Die Attacke der Erneuerer: Die Architekten starteten den ersten Angriff auf das veraltete Gebäude dort, wo die zentralen Einrichtungen sind: bei Aula, Mensa, Sekretariat der WSS, Lehrerzimmer und einigen Technik-Laboren. Die abgehängten Decken kamen weg, in der Aula stattdessen Oberlichter rein. Die Räume wurden neu aufgeteilt, frühere Nebenflächen dazugeschlagen. Neben die Türen von Klassenzimmern, Laboren und Lehrerzimmer kamen schmale und hohe Glasstreifen, die Durchblicke von den Fluren durch die Räume zur grünen Umgebung des Schulzentrums erlauben. Im Inneren dominieren an den Wänden Weiß und Grau, doch der Teppichbelag auf den Sitzstufen der Aula und die Bodenbeläge sind farblich so gewählt, dass ehemals triste Innenräume durch Farben geradezu inszeniert werden.

An der Außenfassade räumten und räumen die Architekten vertikale Zierstreben ab. Dadurch tritt die horizontale Schichtung der Gebäude stärker in Erscheinung. Dunkle Verkleidungen machen weißen Aluminiumblechen Platz, die teilweise Prägungen aufweisen, teilweise durch Öffnungen den Blick auf eine Folie über dem Dämmmaterial freigeben. "Das ist eine energetisch hochmoderne Fassade, die elegant und fein wirkt", erklärt Vohl.

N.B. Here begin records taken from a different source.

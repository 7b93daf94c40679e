//! Template Service - template discovery and lookup.
//!
//! Separated from ProvisionService for single responsibility: it never
//! touches instances.

use serde::Serialize;
use std::path::PathBuf;
use tracing::debug;

use crate::{
    application::{ApplicationError, ports::TemplateRepository},
    domain::Template,
    error::DotworkResult,
};

/// Information about a template for display purposes.
#[derive(Debug, Clone, PartialEq, Eq, Serialize)]
pub struct TemplateInfo {
    pub name: String,
    pub version: String,
    pub description: String,
    pub path: PathBuf,
    pub variable_count: usize,
    pub required_count: usize,
}

impl From<&Template> for TemplateInfo {
    fn from(t: &Template) -> Self {
        Self {
            name: t.name.clone(),
            version: t.version.clone(),
            description: t.description.clone(),
            path: t.path.clone(),
            variable_count: t.variables.len(),
            required_count: t.required_variables().count(),
        }
    }
}

/// Service for template operations.
pub struct TemplateService {
    repository: Box<dyn TemplateRepository>,
}

impl TemplateService {
    /// Create a new template service.
    pub fn new(repository: Box<dyn TemplateRepository>) -> Self {
        Self { repository }
    }

    /// Every loadable template, sorted by name.
    pub fn discover(&self) -> DotworkResult<Vec<Template>> {
        let mut templates = self.repository.discover()?;
        templates.sort_by(|a, b| a.name.cmp(&b.name));
        debug!(count = templates.len(), "templates discovered");
        Ok(templates)
    }

    /// Get a template by exact name.
    pub fn get(&self, name: &str) -> DotworkResult<Template> {
        find_template(self.repository.as_ref(), name)
    }

    /// List all templates as display DTOs.
    pub fn list(&self) -> DotworkResult<Vec<TemplateInfo>> {
        Ok(self.discover()?.iter().map(TemplateInfo::from).collect())
    }
}

/// Exact-name lookup shared by the services.
pub(crate) fn find_template(
    repository: &dyn TemplateRepository,
    name: &str,
) -> DotworkResult<Template> {
    repository
        .discover()?
        .into_iter()
        .find(|t| t.name == name)
        .ok_or_else(|| {
            ApplicationError::TemplateNotFound {
                name: name.to_string(),
            }
            .into()
        })
}
//! Template aggregate and its content tree.
//!
//! A template is a directory on disk plus a descriptor (`template.yml`).
//! The descriptor declares the variables an instance must supply; every
//! other file under the directory is content that gets copied (and
//! rendered, for text files) into instances.
//!
//! ```text
//! templates/minecraft-paper/
//! ├── template.yml          ← descriptor, never copied
//! ├── server.properties     ← "server-port={{ port }}"
//! ├── plugins/              ← mirrored, even when empty
//! └── icon.png              ← binary, copied byte-for-byte
//! ```

use crate::domain::{
    entities::common::RelativePath,
    entities::instance::METADATA_FILE_NAME,
    error::DomainError,
    value_objects::{VariableKind, Variables},
};
use serde::Serialize;
use serde_json::Value;
use std::collections::HashSet;
use std::path::{Path, PathBuf};

/// Descriptor file names, in lookup order. `template.yml` wins when both exist.
pub const DESCRIPTOR_FILE_NAMES: [&str; 2] = ["template.yml", "template.yaml"];

/// Version assigned to templates whose descriptor omits one.
pub const DEFAULT_TEMPLATE_VERSION: &str = "1.0.0";

// ============================================================================
// TemplateVariable
// ============================================================================

/// A variable declared by a template.
///
/// `required` defaults to `true`: a descriptor has to opt out explicitly.
#[derive(Debug, Clone, PartialEq, Serialize)]
pub struct TemplateVariable {
    pub name: String,
    #[serde(rename = "type")]
    pub kind: VariableKind,
    pub description: String,
    #[serde(rename = "default", skip_serializing_if = "Option::is_none")]
    pub default_value: Option<Value>,
    pub required: bool,
    #[serde(rename = "validation", skip_serializing_if = "Option::is_none")]
    pub validation_rule: Option<String>,
}

impl TemplateVariable {
    pub fn new(name: impl Into<String>, kind: VariableKind) -> Self {
        Self {
            name: name.into(),
            kind,
            description: String::new(),
            default_value: None,
            required: true,
            validation_rule: None,
        }
    }

    pub fn with_description(mut self, description: impl Into<String>) -> Self {
        self.description = description.into();
        self
    }

    pub fn with_default(mut self, value: impl Into<Value>) -> Self {
        self.default_value = Some(value.into());
        self
    }

    pub fn optional(mut self) -> Self {
        self.required = false;
        self
    }

    pub fn with_validation(mut self, rule: impl Into<String>) -> Self {
        self.validation_rule = Some(rule.into());
        self
    }

    /// Options offered for a `choice` variable, read from the validation rule
    /// (`"survival|creative|adventure"` or comma separated).
    pub fn choices(&self) -> Vec<String> {
        if self.kind != VariableKind::Choice {
            return Vec::new();
        }
        self.validation_rule
            .as_deref()
            .map(|rule| {
                rule.split(['|', ','])
                    .map(str::trim)
                    .filter(|s| !s.is_empty())
                    .map(String::from)
                    .collect()
            })
            .unwrap_or_default()
    }
}

// ============================================================================
// Template
// ============================================================================

/// A named, versioned directory of content plus its variable declarations.
///
/// Templates are discovered from disk and never mutated afterwards.
#[derive(Debug, Clone, PartialEq, Serialize)]
pub struct Template {
    pub name: String,
    pub path: PathBuf,
    pub description: String,
    pub version: String,
    pub variables: Vec<TemplateVariable>,
}

impl Template {
    /// Create a builder for constructing templates.
    pub fn builder() -> TemplateBuilder {
        TemplateBuilder::default()
    }

    /// Validate template invariants: non-empty name, unique variable names.
    pub fn validate(&self) -> Result<(), DomainError> {
        if self.name.trim().is_empty() {
            return Err(DomainError::InvalidTemplate(
                "template name cannot be empty".into(),
            ));
        }

        let mut seen = HashSet::new();
        for var in &self.variables {
            if var.name.trim().is_empty() {
                return Err(DomainError::InvalidTemplate(format!(
                    "template '{}' declares a variable with an empty name",
                    self.name
                )));
            }
            if !seen.insert(var.name.as_str()) {
                return Err(DomainError::DuplicateVariable {
                    template: self.name.clone(),
                    variable: var.name.clone(),
                });
            }
        }

        Ok(())
    }

    /// Look up a declared variable by name.
    pub fn variable(&self, name: &str) -> Option<&TemplateVariable> {
        self.variables.iter().find(|v| v.name == name)
    }

    /// Declared variables that must be supplied.
    pub fn required_variables(&self) -> impl Iterator<Item = &TemplateVariable> {
        self.variables.iter().filter(|v| v.required)
    }

    /// Mapping of every variable that declares a default to that default.
    pub fn default_variables(&self) -> Variables {
        self.variables
            .iter()
            .filter_map(|v| v.default_value.clone().map(|d| (v.name.clone(), d)))
            .collect()
    }

    /// Fill gaps in `supplied` with declared defaults. Supplied values win.
    pub fn with_defaults(&self, supplied: &Variables) -> Variables {
        let mut merged = self.default_variables();
        merged.extend(supplied.iter().map(|(k, v)| (k.clone(), v.clone())));
        merged
    }

    /// Whether a file at `relative` (inside the template directory) is
    /// bookkeeping rather than content. Applies at any depth.
    pub fn is_excluded(relative: &Path) -> bool {
        relative
            .file_name()
            .and_then(|n| n.to_str())
            .is_some_and(|name| DESCRIPTOR_FILE_NAMES.contains(&name) || name == METADATA_FILE_NAME)
    }
}

/// Builder for [`Template`]. `build()` validates.
#[derive(Debug, Default)]
pub struct TemplateBuilder {
    name: Option<String>,
    path: Option<PathBuf>,
    description: Option<String>,
    version: Option<String>,
    variables: Vec<TemplateVariable>,
}

impl TemplateBuilder {
    pub fn name(mut self, name: impl Into<String>) -> Self {
        self.name = Some(name.into());
        self
    }

    pub fn path(mut self, path: impl Into<PathBuf>) -> Self {
        self.path = Some(path.into());
        self
    }

    pub fn description(mut self, description: impl Into<String>) -> Self {
        self.description = Some(description.into());
        self
    }

    pub fn version(mut self, version: impl Into<String>) -> Self {
        self.version = Some(version.into());
        self
    }

    pub fn variable(mut self, variable: TemplateVariable) -> Self {
        self.variables.push(variable);
        self
    }

    pub fn variables(mut self, variables: impl IntoIterator<Item = TemplateVariable>) -> Self {
        self.variables.extend(variables);
        self
    }

    pub fn build(self) -> Result<Template, DomainError> {
        let template = Template {
            name: self
                .name
                .ok_or(DomainError::MissingRequiredField { field: "name" })?,
            path: self
                .path
                .ok_or(DomainError::MissingRequiredField { field: "path" })?,
            description: self.description.unwrap_or_default(),
            version: self
                .version
                .unwrap_or_else(|| DEFAULT_TEMPLATE_VERSION.to_string()),
            variables: self.variables,
        };
        template.validate()?;
        Ok(template)
    }
}

// ============================================================================
// Template content tree
// ============================================================================

/// One entry of a template's content, relative to the template root.
#[derive(Debug, Clone, PartialEq, Eq)]
pub enum TemplateNode {
    Directory(RelativePath),
    File(RelativePath),
}

impl TemplateNode {
    pub fn path(&self) -> &RelativePath {
        match self {
            Self::Directory(p) | Self::File(p) => p,
        }
    }
}

/// The content of a template in walk order: parents before children,
/// descriptor files removed.
#[derive(Debug, Clone, Default, PartialEq, Eq)]
pub struct TemplateTree {
    pub nodes: Vec<TemplateNode>,
}

impl TemplateTree {
    pub fn new() -> Self {
        Self::default()
    }

    /// Append a node unless it is an excluded bookkeeping file.
    pub fn push(&mut self, node: TemplateNode) {
        if let TemplateNode::File(path) = &node {
            if Template::is_excluded(path.as_path()) {
                return;
            }
        }
        self.nodes.push(node);
    }

    pub fn files(&self) -> impl Iterator<Item = &RelativePath> {
        self.nodes.iter().filter_map(|n| match n {
            TemplateNode::File(p) => Some(p),
            TemplateNode::Directory(_) => None,
        })
    }

    pub fn directories(&self) -> impl Iterator<Item = &RelativePath> {
        self.nodes.iter().filter_map(|n| match n {
            TemplateNode::Directory(p) => Some(p),
            TemplateNode::File(_) => None,
        })
    }

    pub fn file_count(&self) -> usize {
        self.files().count()
    }
}
//! Filesystem adapters.

mod local;
mod memory;

pub use local::LocalFilesystem;
pub use memory::MemoryFilesystem;
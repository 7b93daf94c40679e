//! Application layer for Dotwork.
//!
//! This layer contains:
//! - **Services**: Use case orchestration (ProvisionService, TemplateService)
//! - **Ports**: Interface definitions (traits) for external dependencies
//! - **Errors**: Application-specific error types
//!
//! The application layer coordinates the domain layer but contains no
//! business logic itself. All business rules live in `crate::domain`.

pub mod cancellation;
pub mod error;
pub mod ports;
pub mod services;

// Re-export main services
pub use services::{
    ProvisionOptions, ProvisionService, ReconcileMode,
    TemplateInfo, // DTO for template metadata
    TemplateService,
};

// Re-export port traits (for adapter implementation)
pub use ports::{BackupStore, FileRenderer, Filesystem, RenderOutcome, RenderedFile, TemplateRepository, WalkEntry};

pub use cancellation::CancellationToken;
pub use error::ApplicationError;
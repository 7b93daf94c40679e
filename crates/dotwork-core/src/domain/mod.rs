//! Core domain layer for Dotwork.
//!
//! This module contains pure business logic: templates, instances,
//! variable validation and the outcome records of a provisioning pass.
//! All I/O (filesystem, rendering, archives) is handled via ports (traits)
//! defined in the application layer.
//!
//! ## Hexagonal Architecture Compliance
//!
//! - **No async**: Domain logic is synchronous
//! - **No I/O**: No filesystem, network, or external calls
//! - **Few crates**: std + thiserror, plus serde/chrono for the record format
//! - **Value semantics**: All domain objects are Clone + PartialEq
pub mod entities;
pub mod error;
pub mod value_objects;

mod validation;

pub use entities::{
    backup::{BACKUP_EXTENSION, BACKUP_MANIFEST_NAME, BackupInfo, BackupManifest},
    common::RelativePath,
    instance::{DEFAULT_INSTANCE_VERSION, METADATA_FILE_NAME, ServerInstance, group_by_template},
    result::{
        BatchFailure, BatchProgress, BatchReport, FileReason, FileResult, FileStatus,
        ProvisionResult, StatusCounts,
    },
    template::{
        DEFAULT_TEMPLATE_VERSION, DESCRIPTOR_FILE_NAMES, Template, TemplateBuilder, TemplateNode,
        TemplateTree, TemplateVariable,
    },
};

pub use error::{DomainError, ErrorCategory};
pub use validation::DomainValidator;
pub use value_objects::{VariableKind, Variables, as_integer, display_value};
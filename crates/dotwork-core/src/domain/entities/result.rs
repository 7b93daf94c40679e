//! Outcome records for provisioning and reconciliation.
//!
//! | Status      | Reason         | Meaning                                        |
//! |-------------|----------------|------------------------------------------------|
//! | `Created`   | `success`      | written during instance creation               |
//! | `Replaced`  | `success`      | instance copy differed (or was missing)        |
//! | `Unchanged` | `same-hash`    | instance copy already identical                |
//! | `Skipped`   | `dry-run`      | would have been replaced                       |
//! | `Error`     | `read-failed`  | template file could not be read                |
//! | `Error`     | `write-failed` | instance file could not be written             |

use crate::domain::{entities::template::Template, value_objects::Variables};
use serde::Serialize;
use std::fmt;
use std::path::PathBuf;

/// What happened to one template file during a pass.
#[derive(Debug, Clone, Copy, PartialEq, Eq, Hash, Serialize)]
#[serde(rename_all = "lowercase")]
pub enum FileStatus {
    Replaced,
    Created,
    Unchanged,
    Skipped,
    Error,
}

impl FileStatus {
    pub const fn as_str(&self) -> &'static str {
        match self {
            Self::Replaced => "replaced",
            Self::Created => "created",
            Self::Unchanged => "unchanged",
            Self::Skipped => "skipped",
            Self::Error => "error",
        }
    }
}

impl fmt::Display for FileStatus {
    fn fmt(&self, f: &mut fmt::Formatter<'_>) -> fmt::Result {
        f.write_str(self.as_str())
    }
}

/// Short machine-readable code explaining a [`FileStatus`].
#[derive(Debug, Clone, Copy, PartialEq, Eq, Hash, Serialize)]
#[serde(rename_all = "kebab-case")]
pub enum FileReason {
    Success,
    SameHash,
    DryRun,
    ReadFailed,
    WriteFailed,
}

impl FileReason {
    pub const fn as_str(&self) -> &'static str {
        match self {
            Self::Success => "success",
            Self::SameHash => "same-hash",
            Self::DryRun => "dry-run",
            Self::ReadFailed => "read-failed",
            Self::WriteFailed => "write-failed",
        }
    }
}

impl fmt::Display for FileReason {
    fn fmt(&self, f: &mut fmt::Formatter<'_>) -> fmt::Result {
        f.write_str(self.as_str())
    }
}

/// Per-file outcome.
#[derive(Debug, Clone, PartialEq, Serialize)]
pub struct FileResult {
    /// Destination path inside the instance directory.
    pub path: PathBuf,
    pub status: FileStatus,
    pub reason: FileReason,
    /// Name of the template the file came from.
    pub template: String,
    /// The variables the file's placeholders referenced, with the values used.
    pub variables_used: Variables,
}

impl FileResult {
    pub fn new(
        path: impl Into<PathBuf>,
        status: FileStatus,
        reason: FileReason,
        template: impl Into<String>,
    ) -> Self {
        Self {
            path: path.into(),
            status,
            reason,
            template: template.into(),
            variables_used: Variables::new(),
        }
    }

    pub fn with_variables(mut self, variables: Variables) -> Self {
        self.variables_used = variables;
        self
    }
}

/// Counts of each status in a [`ProvisionResult`].
#[derive(Debug, Clone, Copy, Default, PartialEq, Eq, Serialize)]
pub struct StatusCounts {
    pub created: usize,
    pub replaced: usize,
    pub unchanged: usize,
    pub skipped: usize,
    pub errors: usize,
}

/// Outcome of one creation or reconciliation pass.
#[derive(Debug, Clone, PartialEq, Serialize)]
pub struct ProvisionResult {
    pub template: Template,
    pub is_dry_run: bool,
    pub processed_files: Vec<FileResult>,
}

impl ProvisionResult {
    pub fn new(template: Template, is_dry_run: bool, processed_files: Vec<FileResult>) -> Self {
        Self {
            template,
            is_dry_run,
            processed_files,
        }
    }

    pub fn counts(&self) -> StatusCounts {
        let mut counts = StatusCounts::default();
        for file in &self.processed_files {
            match file.status {
                FileStatus::Created => counts.created += 1,
                FileStatus::Replaced => counts.replaced += 1,
                FileStatus::Unchanged => counts.unchanged += 1,
                FileStatus::Skipped => counts.skipped += 1,
                FileStatus::Error => counts.errors += 1,
            }
        }
        counts
    }

    pub fn has_errors(&self) -> bool {
        self.processed_files
            .iter()
            .any(|f| f.status == FileStatus::Error)
    }

    /// Files whose instance copy was (or, in a dry run, would be) rewritten.
    pub fn changed_files(&self) -> impl Iterator<Item = &FileResult> {
        self.processed_files.iter().filter(|f| {
            matches!(
                f.status,
                FileStatus::Created | FileStatus::Replaced | FileStatus::Skipped
            )
        })
    }
}

// ── Batch ────────────────────────────────────────────────────────────────────

/// Progress notification sent before each instance of a batch is processed.
#[derive(Debug, Clone, PartialEq, Eq)]
pub struct BatchProgress {
    /// Instances finished so far (also the index of the one about to start).
    pub completed: usize,
    pub total: usize,
    pub instance_name: String,
}

/// Why one instance of a batch failed.
#[derive(Debug, Clone, PartialEq, Eq, Serialize)]
pub struct BatchFailure {
    pub instance_name: String,
    pub path: PathBuf,
    pub message: String,
}

/// Summary of a batch reconciliation.
#[derive(Debug, Clone, Default, PartialEq, Serialize)]
pub struct BatchReport {
    pub total: usize,
    pub updated: usize,
    pub failed: usize,
    pub failures: Vec<BatchFailure>,
    pub results: Vec<ProvisionResult>,
    /// Set when the batch stopped early because cancellation was requested.
    pub cancelled: bool,
}

impl BatchReport {
    /// Instances never reached because the batch was cancelled.
    pub fn not_processed(&self) -> usize {
        self.total.saturating_sub(self.updated + self.failed)
    }

    pub fn is_success(&self) -> bool {
        self.failed == 0 && !self.cancelled
    }
}

#[cfg(test)]
mod tests {
    use super::*;

    fn template() -> Template {
        Template::builder().name("paper").path("/t").build().unwrap()
    }

    #[test]
    fn counts_tally_each_status() {
        let result = ProvisionResult::new(
            template(),
            false,
            vec![
                FileResult::new("a", FileStatus::Replaced, FileReason::Success, "paper"),
                FileResult::new("b", FileStatus::Unchanged, FileReason::SameHash, "paper"),
                FileResult::new("c", FileStatus::Error, FileReason::WriteFailed, "paper"),
            ],
        );
        let counts = result.counts();
        assert_eq!(counts.replaced, 1);
        assert_eq!(counts.unchanged, 1);
        assert_eq!(counts.errors, 1);
        assert!(result.has_errors());
        assert_eq!(result.changed_files().count(), 1);
    }

    #[test]
    fn reasons_serialize_as_short_codes() {
        let file = FileResult::new("a", FileStatus::Unchanged, FileReason::SameHash, "paper");
        let json = serde_json::to_value(&file).unwrap();
        assert_eq!(json["status"], "unchanged");
        assert_eq!(json["reason"], "same-hash");
    }

    #[test]
    fn batch_report_tracks_unprocessed_instances() {
        let report = BatchReport {
            total: 5,
            updated: 2,
            failed: 1,
            cancelled: true,
            ..Default::default()
        };
        assert_eq!(report.not_processed(), 2);
        assert!(!report.is_success());
    }
}
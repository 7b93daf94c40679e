use crate::domain::{
    entities::{Template, instance::METADATA_FILE_NAME},
    error::DomainError,
    value_objects::Variables,
};

/// Centralized domain validation.
///
/// All validation logic lives here, not scattered across services.
pub struct DomainValidator;

impl DomainValidator {
    pub fn validate_template(template: &Template) -> Result<(), DomainError> {
        template.validate()
    }

    /// Check a variable mapping against a template's declarations.
    ///
    /// Returns every problem found, in declaration order; an empty list
    /// means the mapping is acceptable. Undeclared keys are ignored.
    pub fn validate_variables(template: &Template, variables: &Variables) -> Vec<String> {
        let mut errors = Vec::new();
        for var in &template.variables {
            match variables.get(&var.name) {
                None if var.required => {
                    errors.push(format!("Required variable '{}' is missing", var.name));
                }
                None => {}
                Some(value) => errors.extend(var.kind.check(&var.name, value)),
            }
        }
        errors
    }

    /// Instance names become directory names under the output directory.
    pub fn validate_instance_name(name: &str) -> Result<(), DomainError> {
        let invalid = |reason: &str| DomainError::InvalidInstanceName {
            name: name.to_string(),
            reason: reason.to_string(),
        };

        if name.trim().is_empty() {
            return Err(invalid("name cannot be empty"));
        }
        if name != name.trim() {
            return Err(invalid("name cannot start or end with whitespace"));
        }
        if name == "." || name == ".." {
            return Err(invalid("name cannot be a relative directory reference"));
        }
        if name.contains(['/', '\\']) {
            return Err(invalid("name cannot contain path separators"));
        }
        if name.chars().any(char::is_control) {
            return Err(invalid("name cannot contain control characters"));
        }
        if name == METADATA_FILE_NAME {
            return Err(invalid("name is reserved"));
        }
        Ok(())
    }
}
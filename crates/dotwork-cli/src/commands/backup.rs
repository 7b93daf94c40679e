//! `dotwork backup`: create, list, restore and delete instance archives.

use std::path::{Path, PathBuf};

use serde::Serialize;
use tracing::instrument;

use dotwork_adapters::ZipBackupStore;
use dotwork_core::{
    application::{BackupStore, ProvisionOptions},
    domain::BackupInfo,
};

use crate::{
    cli::BackupCommands,
    config::AppConfig,
    error::CliResult,
    output::OutputManager,
};

use super::{backup_store, provision_service};

/// Dispatch to the correct backup subcommand.
pub fn execute(cmd: BackupCommands, config: AppConfig, output: OutputManager) -> CliResult<()> {
    let store = backup_store(&config);
    match cmd {
        BackupCommands::Create { path, description } => {
            create(&path, &description, &config, &store, &output)
        }
        BackupCommands::List { instance } => list(instance.as_deref(), &store, &output),
        BackupCommands::Restore { archive, to } => restore(&archive, to, &store, &output),
        BackupCommands::Delete { archive } => {
            store.delete_backup(&archive)?;
            output.success(&format!("Deleted {}", archive.display()))?;
            Ok(())
        }
    }
}

#[instrument(skip_all, fields(path = %path.display()))]
fn create(
    path: &Path,
    description: &str,
    config: &AppConfig,
    store: &ZipBackupStore,
    output: &OutputManager,
) -> CliResult<()> {
    let instance = provision_service(config, ProvisionOptions::default()).require_instance(path)?;
    let archive = store.create_backup(&instance, description)?;

    if output.is_json() {
        output.json(&serde_json::json!({ "archive": archive }))?;
    } else {
        output.success(&format!(
            "Backed up '{}' to {}",
            instance.name,
            archive.display()
        ))?;
    }
    Ok(())
}

#[derive(Serialize)]
struct Listing<'a> {
    backups: &'a [BackupInfo],
    total_size: u64,
}

fn list(instance: Option<&str>, store: &ZipBackupStore, output: &OutputManager) -> CliResult<()> {
    let backups = match instance {
        Some(name) => store.list_backups_for(name)?,
        None => store.list_backups()?,
    };
    let total_size = backups.iter().map(|b| b.size).sum();

    if output.is_json() {
        output.json(&Listing {
            backups: &backups,
            total_size,
        })?;
        return Ok(());
    }

    if backups.is_empty() {
        output.info(&format!("No backups in {}", store.backup_dir().display()))?;
        return Ok(());
    }

    output.header(&format!("Backups ({})", backups.len()))?;
    for backup in &backups {
        let owner = backup.instance_name().unwrap_or_else(|| "?".into());
        let note = backup
            .manifest
            .as_ref()
            .map(|m| m.description.as_str())
            .filter(|d| !d.is_empty())
            .map(|d| format!("  \"{d}\""))
            .unwrap_or_default();
        output.print(&format!(
            "  {:<20} {}  {:>10}  {}{note}",
            owner,
            backup.created.format("%Y-%m-%d %H:%M:%S"),
            human_size(backup.size),
            backup.file_name,
        ))?;
    }
    output.print(&format!("  total {}", human_size(total_size)))?;
    Ok(())
}

#[instrument(skip(store, output))]
fn restore(
    archive: &Path,
    to: Option<PathBuf>,
    store: &ZipBackupStore,
    output: &OutputManager,
) -> CliResult<()> {
    let instance = match to {
        Some(dest) => store.restore_backup(archive, &dest)?,
        None => store.restore_in_place(archive)?,
    };

    if output.is_json() {
        output.json(&instance)?;
    } else {
        output.success(&format!(
            "Restored '{}' ({}) to {}",
            instance.name,
            instance.template_name,
            instance.path.display()
        ))?;
    }
    Ok(())
}

fn human_size(bytes: u64) -> String {
    const UNITS: [&str; 4] = ["B", "KiB", "MiB", "GiB"];
    let mut size = bytes as f64;
    let mut unit = 0;
    while size >= 1024.0 && unit < UNITS.len() - 1 {
        size /= 1024.0;
        unit += 1;
    }
    if unit == 0 {
        format!("{bytes} B")
    } else {
        format!("{size:.1} {}", UNITS[unit])
    }
}

#[cfg(test)]
mod tests {
    use super::*;

    #[test]
    fn sizes_are_human_readable() {
        assert_eq!(human_size(512), "512 B");
        assert_eq!(human_size(2048), "2.0 KiB");
        assert_eq!(human_size(5 * 1024 * 1024 + 1024 * 512), "5.5 MiB");
    }
}
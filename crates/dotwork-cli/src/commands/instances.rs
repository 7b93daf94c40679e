//! `dotwork instances`: list and delete managed instances.

use std::path::Path;

use serde::Serialize;
use tracing::{info, instrument};

use dotwork_core::{
    application::{ProvisionOptions, ProvisionService},
    domain::{ServerInstance, group_by_template},
};

use crate::{
    cli::InstancesCommands,
    config::AppConfig,
    error::{CliError, CliResult},
    output::OutputManager,
};

use super::{confirm, provision_service, search_dirs};

/// Dispatch to the correct instances subcommand.
pub fn execute(cmd: InstancesCommands, config: AppConfig, output: OutputManager) -> CliResult<()> {
    let service = provision_service(&config, ProvisionOptions::default());
    match cmd {
        InstancesCommands::List { dirs } => {
            let instances = service.find_instances(&search_dirs(dirs, &config));
            list(&instances, &output)
        }
        InstancesCommands::Delete { path, yes } => delete(&service, &path, yes, &output),
    }
}

#[derive(Serialize)]
struct InstanceRow<'a> {
    name: &'a str,
    template: &'a str,
    path: &'a Path,
    version: &'a str,
    updated_at: String,
}

impl<'a> From<&'a ServerInstance> for InstanceRow<'a> {
    fn from(instance: &'a ServerInstance) -> Self {
        Self {
            name: &instance.name,
            template: &instance.template_name,
            path: &instance.path,
            version: &instance.version,
            updated_at: instance.updated_at.format("%Y-%m-%d %H:%M").to_string(),
        }
    }
}

fn list(instances: &[ServerInstance], output: &OutputManager) -> CliResult<()> {
    if output.is_json() {
        let rows: Vec<InstanceRow<'_>> = instances.iter().map(InstanceRow::from).collect();
        output.json(&rows)?;
        return Ok(());
    }

    if instances.is_empty() {
        output.info("No managed instances found")?;
        return Ok(());
    }

    output.header(&format!("Instances ({})", instances.len()))?;
    for (template, group) in group_by_template(instances) {
        output.print(&format!("  {template}"))?;
        for instance in group {
            let row = InstanceRow::from(instance);
            output.print(&format!(
                "    {:<20} {:<16} {}",
                row.name,
                row.updated_at,
                row.path.display()
            ))?;
        }
    }
    Ok(())
}

#[instrument(skip(service, output))]
fn delete(service: &ProvisionService, path: &Path, yes: bool, output: &OutputManager) -> CliResult<()> {
    let instance = service.require_instance(path)?;

    if !yes {
        let question = format!(
            "Delete '{}' ({}) and everything in {}?",
            instance.name,
            instance.template_name,
            instance.path.display()
        );
        if !output.is_interactive() {
            return Err(CliError::invalid(
                "refusing to delete without confirmation; pass --yes",
            ));
        }
        if !confirm(output, &question, false)? {
            return Err(CliError::Cancelled);
        }
    }

    service.delete_instance(&instance)?;
    info!(instance = %instance.name, "Deleted");
    output.success(&format!("Deleted '{}'", instance.name))?;
    Ok(())
}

Farbe gibt es außen nur im Erdgeschoss bei der Mensa. Sie fungiert als Erkennungshilfe. Die Mensa ist künftig nämlich auch Anlaufstelle für 360 Schüler der Neckarrealschule, die wegen des Bahnprojekts Stuttgart21 von der Innenstadt hierherziehen muss. Gerade die farbigen Glaselemente der Mensa erhellen, wie trickreich die Architekten gegen den chronischen Lichtmangel im gesamten Gebäudekomplex vorgehen. "Die Tönung hat den Skibrilleneffekt", sagt Alexander Vohl. Will heißen: Die Tönung schafft mit technischen Mitteln die Illusion von Helligkeit im grauen Nebel.

Der Preis der Neuerung

Der Preis der Neuerung: Die schönen Effekte, die der erste Bauabschnitt gebracht hat, sind hart erkämpft. Logistisch und konzeptionell handle es sich um eine "komplexe Situation", sagt Projektleiter Menzer. Abschnitt um Abschnitt rücken Bauwände weiter, die den Bau- vom Schulbetrieb trennen, allerdings nicht die Kabel und Versorgungsleitungen. Bei ihnen mischen sich noch Alt und Neu. "Am Ende wird keine alte Leitung und kein alter Dübel übrig sein", sagt Ingmar Menzer.

Enger Kontakt zwischen Bauleuten und Schulleuten war und ist unerlässlich. Ständig sind neue Interimslösungen zu vereinbaren. Das klappt inzwischen gut. "Am Anfang war es furchtbar, bis die Bautrupps eingenordet waren", sagt der WSS-Leiter Rainer Klaus. Zu wichtigen Zeiten, etwa zwischen 8 und 13 Uhr, soll lauter Baulärm vermieden werden. Das funktionierte nicht immer gut. Der Lärm und der Zwang, tausenderlei Details mit den Bauleuten zu regeln, zerrte an den Nerven und zehrte an der Gesundheit. "Einige von uns gehen am Stock", sagt Schulleiter Klaus. Besonders seine Stellvertreterin musste fast ihr ganzes Deputat darauf verwenden, zu improvisieren und umzuorganisieren. Die stetige Sorge: dass bloß kein Unterricht ausfällt! Solche Ausfälle würden publik und den Schülerstrom zu anderen Schulen lenken, sagt Klaus. "Wir sind von allen alleingelassen worden. Es gab nicht einen zusätzlichen Mitarbeiter für uns", klagt der Schulleiter über die Zeit vor dem Auftakt. Die Lehrer seien als Lückenbüßer massiv gefordert.

Das Licht am Ende des Tunnels: Die Totalerneuerung unter Betrieb brachte nach Auffassung des Schulleiters aber auch einen positiven Lerneffekt: "Die Schulgemeinde sieht, was hier alles unternommen wird, und erkennt den eklatanten positiven Unterschied zwischen Alt und Neu." Auch für die Architekten waren Koordination und Betreuung "mindestens so intensiv wie unsere planerischen Vorbereitungen", sagt Menzer. Dennoch ist die Zwischenbilanz bestens: "Für beide Seiten ist das ein unheimlicher Kraftakt - aber wir schaffen zusammen eine klasse Schule, die nicht erkennen lässt, dass es ein alter Kern ist", sagt Alexander Vohl.